Okay... I just got this in e-mail and it made me smile. Not really a joke, just something to ponder. smile


Who was the first person to look at a cow and say, "I think I'll squeeze these dangly things here, and drink whatever comes out"?

Who was the first one who thought that the white thing that came from a hen's butt looked edible?

Why is there a light in the fridge and not in the freezer?

If Jimmy cracks corn and no one cares, why is there a song about him?

Can a hearse carrying a corpse drive in the carpool lane?

If the professor on Gilligan's Island can make a radio out of coconut, why can't he fix a hole in a boat?

Why do people point to their wrist when asking for the time, but don't point to their crotch when they ask where the bathroom is?

Why does your OB-GYN leave the room when you get undressed if they are going to look up there anyway?

Why does goofy stand erect while Pluto remains on all fours?

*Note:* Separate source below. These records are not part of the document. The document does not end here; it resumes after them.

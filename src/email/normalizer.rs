use chrono::{DateTime, NaiveDateTime};
use log::debug;
use mail_parser::{HeaderValue, MessagePart, MessageParser, MimeHeaders, PartType};
use once_cell::sync::Lazy;
use regex::Regex;

use super::message::{Body, Message};

static IMAGE_PLACEHOLDER: Lazy<Regex> =
    Lazy::new(|| Regex::new(r"\[image:.*?\]").expect("valid image placeholder pattern"));
static HTML_TAG: Lazy<Regex> = Lazy::new(|| Regex::new(r"<.*?>").expect("valid tag pattern"));
static WHITESPACE_RUN: Lazy<Regex> = Lazy::new(|| Regex::new(r"\s+").expect("valid whitespace pattern"));

/// Formats essayés pour les en-têtes `Date` sans fuseau horaire.
const ZONELESS_DATE_FORMATS: &[&str] = &[
    "%a, %d %b %Y %H:%M:%S",
    "%d %b %Y %H:%M:%S",
    "%a, %d %b %Y %H:%M",
    "%Y-%m-%d %H:%M:%S",
];

pub struct MessageNormalizer;

impl MessageNormalizer {
    /// Décode un message RFC822 brut.
    ///
    /// Renvoie `None` si les octets ne forment pas un message ou si le
    /// Message-ID est absent : un tel message ne peut pas être corrélé.
    pub fn parse(raw: &[u8]) -> Option<Message> {
        let parsed = match MessageParser::default().parse(raw) {
            Some(parsed) => parsed,
            None => {
                debug!("Message illisible ({} bytes) ignoré", raw.len());
                return None;
            }
        };

        let message_id = parsed
            .message_id()
            .map(str::trim)
            .filter(|id| !id.is_empty())?
            .to_string();

        let in_reply_to = header_ids(parsed.in_reply_to()).into_iter().next();
        let references = header_ids(parsed.references());

        let sender = parsed
            .from()
            .and_then(|addrs| addrs.first())
            .and_then(|addr| addr.address.as_deref())
            .unwrap_or_default()
            .to_string();

        let subject = parsed.subject().unwrap_or_default().to_string();

        // En-tête brut d'abord, la date de mail-parser en secours
        let timestamp = raw_date_header(raw)
            .and_then(|value| parse_date_header(&value))
            .or_else(|| {
                parsed
                    .date()
                    .filter(|date| date.is_valid())
                    .and_then(|date| DateTime::from_timestamp(date.to_timestamp(), 0))
                    .map(|dt| dt.naive_utc())
            });

        let body = parsed
            .parts
            .iter()
            .filter(|part| is_body_part(part))
            .find_map(|part| match &part.body {
                PartType::Text(text) | PartType::Html(text) => Some(flatten_lines(text)),
                _ => None,
            })
            .unwrap_or_default();

        Some(Message {
            message_id,
            in_reply_to,
            references,
            sender,
            subject,
            timestamp,
            question: Body::from_raw(body),
            answer: None,
        })
    }
}

/// `text/plain`, `text/html`, ou une partie sans Content-Type (text/plain par défaut).
///
/// mail-parser range tous les `text/*` dans `PartType::Text`, d'où ce filtre.
fn is_body_part(part: &MessagePart) -> bool {
    match part.content_type() {
        None => true,
        Some(content_type) => {
            content_type.ctype().eq_ignore_ascii_case("text")
                && content_type
                    .subtype()
                    .map_or(true, |subtype| {
                        subtype.eq_ignore_ascii_case("plain") || subtype.eq_ignore_ascii_case("html")
                    })
        }
    }
}

fn header_ids(value: &HeaderValue) -> Vec<String> {
    match value {
        HeaderValue::Text(id) => vec![id.trim().to_string()],
        HeaderValue::TextList(ids) => ids.iter().map(|id| id.trim().to_string()).collect(),
        _ => Vec::new(),
    }
    .into_iter()
    .filter(|id| !id.is_empty())
    .collect()
}

/// Valeur de l'en-tête `Date`, dépliée, lue directement dans le bloc d'en-têtes.
fn raw_date_header(raw: &[u8]) -> Option<String> {
    let headers = String::from_utf8_lossy(raw);
    let mut lines = headers.lines().take_while(|line| !line.is_empty());

    while let Some(line) = lines.next() {
        let Some((name, value)) = line.split_once(':') else {
            continue;
        };
        if !name.eq_ignore_ascii_case("date") {
            continue;
        }
        let mut value = value.trim().to_string();
        for continuation in lines.by_ref() {
            if !continuation.starts_with([' ', '\t']) {
                break;
            }
            value.push(' ');
            value.push_str(continuation.trim());
        }
        return Some(value);
    }
    None
}

/// Convertit une valeur `Date` RFC 5322 en UTC naïf.
///
/// Les valeurs avec fuseau sont ramenées en UTC, celles sans fuseau sont gardées telles quelles.
pub fn parse_date_header(value: &str) -> Option<NaiveDateTime> {
    let value = value.trim();
    if let Ok(dt) = DateTime::parse_from_rfc2822(value) {
        return Some(dt.naive_utc());
    }
    ZONELESS_DATE_FORMATS
        .iter()
        .find_map(|format| NaiveDateTime::parse_from_str(value, format).ok())
}

/// Supprime les retours chariot, remplace les sauts de ligne par des espaces et trim.
pub fn flatten_lines(text: &str) -> String {
    text.replace('\r', "").replace('\n', " ").trim().to_string()
}

/// Retire les `[image:...]` et les balises HTML, puis réduit les espaces.
pub fn clean_text(text: &str) -> String {
    let text = IMAGE_PLACEHOLDER.replace_all(text, "");
    let text = HTML_TAG.replace_all(&text, "");
    WHITESPACE_RUN.replace_all(&text, " ").trim().to_string()
}

#[cfg(test)]
mod tests {
    use super::*;
    use chrono::NaiveDate;

    fn at(y: i32, m: u32, d: u32, h: u32, min: u32, s: u32) -> NaiveDateTime {
        NaiveDate::from_ymd_opt(y, m, d).unwrap().and_hms_opt(h, min, s).unwrap()
    }

    #[test]
    fn test_clean_text() {
        assert_eq!(
            clean_text("  <div>Hello   <b>world</b></div>[image: logo.png]\t\n  bye "),
            "Hello world bye"
        );
        assert_eq!(clean_text(""), "");
        assert_eq!(clean_text("<br><br>"), "");
    }

    #[test]
    fn test_flatten_lines() {
        assert_eq!(flatten_lines("line one\r\nline two\n"), "line one line two");
    }

    #[test]
    fn test_parse_date_header_converts_to_utc() {
        assert_eq!(
            parse_date_header("Mon, 15 Jan 2024 10:00:00 +0300"),
            Some(at(2024, 1, 15, 7, 0, 0))
        );
        assert_eq!(
            parse_date_header(" Wed, 31 Jan 2024 23:30:00 -0200 "),
            Some(at(2024, 2, 1, 1, 30, 0))
        );
    }

    #[test]
    fn test_parse_date_header_keeps_zoneless_values() {
        assert_eq!(
            parse_date_header("Mon, 15 Jan 2024 10:00:00"),
            Some(at(2024, 1, 15, 10, 0, 0))
        );
        assert_eq!(parse_date_header("not a date"), None);
    }

    #[test]
    fn test_parse_message() {
        let raw = b"Message-ID: <q1@example.com>\r\n\
From: Alice <Alice@Example.com>\r\n\
Subject: =?UTF-8?Q?G=C3=BCvenlik_uyar=C4=B1s=C4=B1?=\r\n\
Date: Mon, 15 Jan 2024 10:00:00 +0000\r\n\
References: <r0@example.com> <r1@example.com>\r\n\
In-Reply-To: <r1@example.com>\r\n\
Content-Type: text/plain; charset=utf-8\r\n\
\r\n\
Hello,\r\nhow are you?\r\n";

        let message = MessageNormalizer::parse(raw).unwrap();
        assert_eq!(message.message_id, "q1@example.com");
        assert_eq!(message.sender, "Alice@Example.com");
        assert_eq!(message.subject, "Güvenlik uyarısı");
        assert_eq!(message.timestamp, Some(at(2024, 1, 15, 10, 0, 0)));
        assert_eq!(message.in_reply_to.as_deref(), Some("r1@example.com"));
        assert_eq!(message.references, vec!["r0@example.com", "r1@example.com"]);
        assert_eq!(message.question.text, "Hello, how are you?");
        assert!(message.answer.is_none());
    }

    #[test]
    fn test_message_without_id_is_discarded() {
        let raw = b"From: bob@example.com\r\nSubject: hi\r\n\r\nbody\r\n";
        assert!(MessageNormalizer::parse(raw).is_none());
    }

    #[test]
    fn test_unparseable_date_is_absent() {
        let raw = b"Message-ID: <d@example.com>\r\nDate: n/a\r\n\r\nbody\r\n";
        let message = MessageNormalizer::parse(raw).unwrap();
        assert_eq!(message.timestamp, None);
    }

    #[test]
    fn test_body_skips_non_plain_text_parts() {
        let raw = b"Message-ID: <cal@example.com>\r\n\
Content-Type: multipart/mixed; boundary=\"b1\"\r\n\
\r\n\
--b1\r\n\
Content-Type: text/calendar; charset=utf-8\r\n\
\r\n\
BEGIN:VCALENDAR\r\nEND:VCALENDAR\r\n\
--b1\r\n\
Content-Type: text/plain; charset=utf-8\r\n\
\r\n\
Real question body\r\n\
--b1--\r\n";

        let message = MessageNormalizer::parse(raw).unwrap();
        assert_eq!(message.question.text, "Real question body");
    }

    #[test]
    fn test_part_without_content_type_is_plain_text() {
        let raw = b"Message-ID: <plain@example.com>\r\n\r\nJust text\r\n";
        let message = MessageNormalizer::parse(raw).unwrap();
        assert_eq!(message.question.text, "Just text");
    }
}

After all they are both dogs!

What do you call male ballerinas?

If Wile E. Coyote had enough money to buy all that Acme crap, why didn't he just buy dinner?

Why is a person that handles your money called a Broker?

If corn oil is made from corn, and vegetable oil is made from vegetables, then what is baby oil made from?

If a man is talking in the forest, and no woman is there to hear him, is he still wrong?

If electricity comes from electrons, does morality come from morons?

Why do the Alphabet song and Twinkle, Twinkle Little Star have the same tune?

Do illiterate people get the full effect of Alphabet Soup?

Did you ever notice that when you blow in a dog's face, he gets mad at you, but when you take him on a car ride, he sticks his head out the window.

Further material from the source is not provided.